For Rallycross to be successful, in my opinion at any rate, there needs to be a significant base of club level competitors to eventually support the top level or high profile competitors.
But before you start to play in the sandpit, a suitable sandbox needs to be available. And it wasn’t.
Justin Dowell did an admirable job at trying very hard to create a high profile rallycross series, and he chose to do it from the top down and put a considerable amount of his own money into it - and the result is that that series is now having a hiatus.
The advent of more rules and regulations to pacify the community standard expectations have been developing for many years. It’s a very complex issue.
Those who are privileged to guide the community – and for CAMS that generally means government legislation and, probably more importantly, the determinations and recommendations made by Coroners following fatal incidents – do so without the intricate knowledge and understanding of a specialised section of the community. Read our sport of rallying.
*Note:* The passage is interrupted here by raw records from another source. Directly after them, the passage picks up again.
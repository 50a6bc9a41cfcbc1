//! Seed tables loaded into the stores at startup.
//!
//! Timestamps are expressed relative to the `now` passed in so the records
//! read as recent whenever the service starts.

use chrono::{DateTime, Duration, Utc};

use crate::alerts::{AlertLocation, AlertRecord, AlertStatus, Priority, TouristRef};
use crate::models::GeoPoint;
use crate::tourists::TouristRecord;
use crate::zones::{Classification, Zone};

/// Kaziranga National Park, map center.
pub const PARK_CENTER: GeoPoint = GeoPoint::new(93.3714, 26.5775);

/// Demo "current position" marker, slightly north of the center.
pub const CURRENT_POSITION: GeoPoint = GeoPoint::new(93.3714, 26.5785);

/// Zone the demo position lies in.
pub const CURRENT_POSITION_ZONE: &str = "Central Range";

// ---

pub fn kaziranga_zones() -> Vec<Zone> {
    // ---
    vec![
        Zone::new("Central Range", PARK_CENTER, Classification::Safe, 45),
        Zone::new(
            "Western Range",
            GeoPoint::new(93.3214, 26.5675),
            Classification::Safe,
            32,
        ),
        Zone::new(
            "Eastern Range",
            GeoPoint::new(93.4214, 26.5875),
            Classification::Safe,
            28,
        ),
        Zone::new(
            "Burapahar Range",
            GeoPoint::new(93.4114, 26.5575),
            Classification::Warning,
            15,
        ),
        Zone::new(
            "Buffer Zone",
            GeoPoint::new(93.3914, 26.6075),
            Classification::Restricted,
            3,
        ),
    ]
}

struct AlertSeed {
    id: &'static str,
    kind: &'static str,
    priority: Priority,
    tourist_id: &'static str,
    tourist_name: &'static str,
    place: &'static str,
    coordinates: &'static str,
    minutes_ago: i64,
    status: AlertStatus,
    description: &'static str,
    response_team: &'static str,
    eta: &'static str,
}

const ALERTS: &[AlertSeed] = &[
    AlertSeed {
        id: "ALT-001",
        kind: "SOS",
        priority: Priority::Critical,
        tourist_id: "TST-A7X9M2",
        tourist_name: "Kshitiz Sharma",
        place: "Market Area",
        coordinates: "12.9716° N, 77.5946° E",
        minutes_ago: 2,
        status: AlertStatus::Active,
        description: "Emergency SOS button activated",
        response_team: "Team Alpha",
        eta: "5 mins",
    },
    AlertSeed {
        id: "ALT-002",
        kind: "Geo-fence Breach",
        priority: Priority::High,
        tourist_id: "TST-B8Y4N7",
        tourist_name: "Atishay Gupta",
        place: "Construction Zone",
        coordinates: "12.9616° N, 77.5846° E",
        minutes_ago: 15,
        status: AlertStatus::Investigating,
        description: "Tourist entered restricted construction area",
        response_team: "Team Beta",
        eta: "N/A",
    },
    AlertSeed {
        id: "ALT-003",
        kind: "Anomaly Detection",
        priority: Priority::Medium,
        tourist_id: "TST-C9Z1P5",
        tourist_name: "Manan Verma",
        place: "Tourist District",
        coordinates: "12.9816° N, 77.6046° E",
        minutes_ago: 60,
        status: AlertStatus::Resolved,
        description: "Unusual movement pattern detected",
        response_team: "Team Gamma",
        eta: "Completed",
    },
    AlertSeed {
        id: "ALT-004",
        kind: "Safety Score Drop",
        priority: Priority::Medium,
        tourist_id: "TST-E7L2R9",
        tourist_name: "Arjun Patel",
        place: "Mountain Trail",
        coordinates: "12.9516° N, 77.5746° E",
        minutes_ago: 45,
        status: AlertStatus::Active,
        description: "Safety score dropped below threshold (65)",
        response_team: "Team Delta",
        eta: "10 mins",
    },
    AlertSeed {
        id: "ALT-005",
        kind: "Lost Connection",
        priority: Priority::High,
        tourist_id: "TST-D3K8Q6",
        tourist_name: "Priya Singh",
        place: "Beach Front",
        coordinates: "12.9416° N, 77.5646° E",
        minutes_ago: 30,
        status: AlertStatus::Investigating,
        description: "Lost GPS signal for extended period",
        response_team: "Team Echo",
        eta: "15 mins",
    },
];

pub fn alerts(now: DateTime<Utc>) -> Vec<AlertRecord> {
    // ---
    ALERTS
        .iter()
        .map(|s| AlertRecord {
            id: s.id.to_string(),
            kind: s.kind.to_string(),
            priority: s.priority,
            subject: TouristRef {
                id: s.tourist_id.to_string(),
                name: s.tourist_name.to_string(),
            },
            location: AlertLocation {
                place: s.place.to_string(),
                coordinates: s.coordinates.to_string(),
            },
            status: s.status,
            description: s.description.to_string(),
            response_team: s.response_team.to_string(),
            eta: s.eta.to_string(),
            created_at: now - Duration::minutes(s.minutes_ago),
        })
        .collect()
}

struct TouristSeed {
    id: &'static str,
    name: &'static str,
    masked_id_number: &'static str,
    last_location: &'static str,
    safety_score: i32,
    minutes_ago: i64,
    emergency_contact: &'static str,
    itinerary: &'static str,
}

const TOURISTS: &[TouristSeed] = &[
    TouristSeed {
        id: "TST-A7X9M2",
        name: "Kshitiz Sharma",
        masked_id_number: "ABCD1234****",
        last_location: "Historic Center",
        safety_score: 92,
        minutes_ago: 2,
        emergency_contact: "+91-98765-43210",
        itinerary: "3-day city tour",
    },
    TouristSeed {
        id: "TST-B8Y4N7",
        name: "Atishay Gupta",
        masked_id_number: "EFGH5678****",
        last_location: "Tourist District",
        safety_score: 88,
        minutes_ago: 5,
        emergency_contact: "+91-98765-43211",
        itinerary: "Heritage sites visit",
    },
    TouristSeed {
        id: "TST-C9Z1P5",
        name: "Manan Verma",
        masked_id_number: "IJKL9012****",
        last_location: "Market Area",
        safety_score: 76,
        minutes_ago: 15,
        emergency_contact: "+91-98765-43212",
        itinerary: "Shopping and local cuisine",
    },
    TouristSeed {
        id: "TST-D3K8Q6",
        name: "Priya Singh",
        masked_id_number: "MNOP3456****",
        last_location: "Beach Front",
        safety_score: 94,
        minutes_ago: 1,
        emergency_contact: "+91-98765-43213",
        itinerary: "Beach activities",
    },
    TouristSeed {
        id: "TST-E7L2R9",
        name: "Arjun Patel",
        masked_id_number: "QRST7890****",
        last_location: "Mountain Trail",
        safety_score: 65,
        minutes_ago: 45,
        emergency_contact: "+91-98765-43214",
        itinerary: "Adventure trekking",
    },
];

pub fn tourists(now: DateTime<Utc>) -> Vec<TouristRecord> {
    // ---
    TOURISTS
        .iter()
        .map(|s| TouristRecord {
            id: s.id.to_string(),
            name: s.name.to_string(),
            masked_id_number: s.masked_id_number.to_string(),
            last_location: s.last_location.to_string(),
            safety_score: s.safety_score,
            last_seen: now - Duration::minutes(s.minutes_ago),
            emergency_contact: s.emergency_contact.to_string(),
            itinerary: s.itinerary.to_string(),
        })
        .collect()
}

#[cfg(test)]
mod tests {
    // ---
    use super::*;
    use std::collections::HashSet;

    #[test]
    fn test_ids_are_unique() {
        // ---
        let now = Utc::now();
        let alert_ids: HashSet<String> = alerts(now).into_iter().map(|a| a.id).collect();
        assert_eq!(alert_ids.len(), ALERTS.len());

        let zone_names: HashSet<String> = kaziranga_zones().into_iter().map(|z| z.name).collect();
        assert_eq!(zone_names.len(), 5);
    }

    #[test]
    fn test_alert_subjects_reference_seeded_tourists() {
        // ---
        let now = Utc::now();
        let tourist_ids: HashSet<String> = tourists(now).into_iter().map(|t| t.id).collect();
        for alert in alerts(now) {
            assert!(tourist_ids.contains(&alert.subject.id), "{}", alert.id);
        }
    }

    #[test]
    fn test_current_position_zone_is_seeded() {
        // ---
        let zones = kaziranga_zones();
        let zone = zones.iter().find(|z| z.name == CURRENT_POSITION_ZONE);
        assert_eq!(zone.map(|z| z.classification), Some(Classification::Safe));
    }

    #[test]
    fn test_scores_in_range() {
        // ---
        for t in tourists(Utc::now()) {
            assert!((0..=100).contains(&t.safety_score));
        }
    }
}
So what may seem simple for a Coroner to recommend, which it if had been implemented may have saved the life of the subject under investigation, may have far reaching negative consequences, most of which are not obvious to an outsider, and therefore are not taken into consideration when the recommendation is made.
Nevertheless, CAMS is obliged to consider very carefully the recommendations and to evaluate the risk of doing something (and potentially having a possibly negative effect on organisers or competitors), as opposed to the risk of disregarding the recommendation (and for organisers and CAMS to face the risk of significant criminal and civil liability actions if something similar happens).
CAMS insurers will cover your civil liability claims (when someone sues you), but they will not go to jail for you!
In my time at CAMS I never saw one instance where a new rule or regulation or organisation requirement was not implemented without a bloody good hard look at the ramifications vs the benefits.
I have written reams and reams of justification why something should be accepted or rejected, and to say finding a balance is complex is an understatement!